_Work request_. Go through the listing and copy each line with the string "content".
═══ Input for this task ═══
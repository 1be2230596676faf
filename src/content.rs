// Static project content shown on the carousel cards.

use serde::{Deserialize, Serialize};

#[derive(Debug, Clone, PartialEq, Eq, Serialize, Deserialize)]
pub struct Project {
    pub title: String,
    pub description: String,
    /// Image path relative to the site root.
    pub image: String,
    #[serde(default)]
    pub tags: Vec<String>,
    #[serde(default)]
    pub link: Option<String>,
}

impl Project {
    fn new(title: &str, description: &str, image: &str, tags: &[&str], link: &str) -> Self {
        Project {
            title: title.to_string(),
            description: description.to_string(),
            image: image.to_string(),
            tags: tags.iter().map(|t| t.to_string()).collect(),
            link: Some(link.to_string()),
        }
    }
}

pub fn default_projects() -> Vec<Project> {
    vec![
        Project::new(
            "Mountain Explorer",
            "An immersive 3D experience showcasing the beauty of mountain landscapes with realistic terrain.",
            "/images/decorations/knott.png",
            &["Three.js", "React", "WebGL"],
            "#",
        ),
        Project::new(
            "Prayer Wheel App",
            "A meditative mobile application featuring traditional Tibetan prayer wheels and mantras.",
            "/images/decorations/prayerflags.png",
            &["React Native", "Expo"],
            "#",
        ),
        Project::new(
            "Stupa Gallery",
            "Virtual tour of ancient Buddhist stupas and monuments from around the world.",
            "/images/decorations/stupa.png",
            &["Next.js", "Framer"],
            "#",
        ),
        Project::new(
            "Himalayan Trails",
            "Interactive map and guide for trekking routes in the Himalayas with elevation data.",
            "/images/decorations/prayerflag2.png",
            &["Mapbox", "Node.js"],
            "#",
        ),
    ]
}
═══
_Final answer_.
filename src/content.rs
// Static project content shown on the carousel cards.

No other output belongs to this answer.